Vermette’s been through this before. The trade that sent him from Arizona to Chicago on Feb. 28 was the third deadline deal of his career. But this time, he brought his wife with him. And his year-old daughter. And his dog. Oh, and his wife’s pregnant, too.
“I got it all, man,” he said with a laugh. “It’s fun. My name was floating around in trade rumors all year, and at some point, I told my wife that if something would happen, I wanted them around me. I’m glad they came, even though it’s not the best setup for them right now.”
They’re all staying in a hotel right now, but have been aggressively looking for a home —a rental, of course, with a month-to-month lease. Because that’s basically what Vermette is. The 32-year-old center is in the last year of his contract worth $3.75 million a season, and is unlikely to fit into the cap-strapped Hawks’ future plans.

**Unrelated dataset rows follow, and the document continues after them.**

use clap::Parser;
use tracing::{debug, error, warn};
use tracing_subscriber::EnvFilter;

mod api;
mod commands;
mod config;
mod notify;
mod store;
mod utils;

use api::{ApiClient, ReqwestTransport};
use config::Config;
use notify::TermNotifier;
use store::{persist, DuesStore};

/// Terminal dashboard for reviewing transactions and paying dues.
#[derive(Parser)]
#[command(name = "duesdash", version, about)]
struct Cli {
    #[command(subcommand)]
    command: commands::Command,
}

#[tokio::main]
async fn main() {
    dotenv::dotenv().ok();

    // Initialize tracing
    tracing_subscriber::fmt()
        .with_env_filter(
            EnvFilter::from_default_env()
                .add_directive("duesdash=info".parse().unwrap()),
        )
        .with_target(false)
        .with_writer(std::io::stderr)
        .init();

    let cli = Cli::parse();

    let config = match Config::from_env() {
        Ok(config) => config,
        Err(e) => {
            error!("Configuration error: {}", e);
            std::process::exit(2);
        }
    };
    debug!("Using API base {}", config.api_base);

    let snapshot = match persist::load(&config.state_file) {
        Ok(snapshot) => snapshot,
        Err(e) => {
            warn!(
                "Ignoring unreadable state file {}: {}",
                config.state_file.display(),
                e
            );
            None
        }
    };
    let snapshot_time = snapshot.as_ref().map(|s| s.saved_at);

    let transport = ReqwestTransport::new(config.session_cookie.clone());
    let client = ApiClient::new(Box::new(transport), config.api_base.clone());
    let mut store = match snapshot {
        Some(snapshot) => DuesStore::with_state(snapshot.state, client, Box::new(TermNotifier)),
        None => DuesStore::new(client, Box::new(TermNotifier)),
    };

    let persist_after = cli.command.persists_state();
    let outcome = commands::dispatch(cli.command, &mut store, snapshot_time).await;

    // selection and paging edits stick even when the command itself failed
    if persist_after {
        if let Err(e) = persist::save(&config.state_file, store.state()) {
            warn!(
                "Failed to save state file {}: {}",
                config.state_file.display(),
                e
            );
        }
    }

    if let Err(e) = outcome {
        debug!("Command failed: {}", e);
        std::process::exit(1);
    }
}
/// Minimal fixed-width text table for terminal output.
pub struct Table {
    headers: Vec<String>,
    rows: Vec<Vec<String>>,
}

impl Table {
    pub fn new<S: Into<String>>(headers: Vec<S>) -> Self {
        Self {
            headers: headers.into_iter().map(Into::into).collect(),
            rows: Vec::new(),
        }
    }

    /// Append a row. Rows shorter than the header are padded with empty
    /// cells when rendered; extra cells are dropped.
    pub fn push_row(&mut self, row: Vec<String>) {
        self.rows.push(row);
    }

    pub fn is_empty(&self) -> bool {
        self.rows.is_empty()
    }

    /// Render with left-aligned columns sized to their widest cell.
    pub fn render(&self) -> String {
        let columns = self.headers.len();
        let mut widths: Vec<usize> = self.headers.iter().map(String::len).collect();
        for row in &self.rows {
            for (i, cell) in row.iter().enumerate().take(columns) {
                widths[i] = widths[i].max(cell.len());
            }
        }

        let mut out = String::new();
        out.push_str(&render_line(&self.headers, &widths));
        out.push('\n');
        out.push_str(&separator_line(&widths));
        out.push('\n');
        for row in &self.rows {
            out.push_str(&render_line(row, &widths));
            out.push('\n');
        }
        out
    }
}

fn render_line(cells: &[String], widths: &[usize]) -> String {
    let padded: Vec<String> = widths
        .iter()
        .enumerate()
        .map(|(i, width)| {
            let cell = cells.get(i).map(String::as_str).unwrap_or("");
            format!("{:<width$}", cell, width = width)
        })
        .collect();
    padded.join(" | ").trim_end().to_string()
}

fn separator_line(widths: &[usize]) -> String {
    let dashes: Vec<String> = widths.iter().map(|width| "-".repeat(*width)).collect();
    dashes.join("-+-")
}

But the fit has been so good, the transition so easy and natural, that both sides would love to try to make it work. Vermette has been everything the Hawks hoped he would be — a skilled-yet-responsible two-way forward who has greatly bolstered the team’s depth down the middle, lessening the burden on Brad Richards and freeing up Andrew Shaw in the process. Vermette’s line with Saad and Teuvo Teravainen has been consistently dangerous since it was formed.
It’s no surprise he’s a perfect fit in Joel Quenneville’s system. His previous coach, Arizona’s Dave Tippett, is an old friend and philosophical match of Quenneville, though the two have greatly different talent pools with which to work. Vermette was one of Tippett’s favorites, too.
“Your depth down the middle is huge for you team,” Jonathan Toews said. “But to add a guy like Vermy is huge because of the way that he plays. He’s good on both sides of the puck, he wins draws, he’s skilled. He can make his wingers better, not only 5-on-5, but he can kill penalties, he’s got experience on the power play. There’s not a whole lot he doesn’t do well out there.”
Vermette knows the reality of the situation, that the Hawks probably can’t afford him beyond this year, that his stay in Chicago will be brief. But with his family in tow, a place to live in the works, and a working knowledge of nicknames and United Center corridors, systems and athletic trainers, Vermette’s doing his best to make himself feel at home.
“I like it here, it’s great,” he said. “But I recognize it’s a tricky position, and out of my control. That being said, my focus couldn’t be further from that. I like it here right now, and I see the potential and the opportunity this group has. I’m very glad to be a part of that, for however long I am.”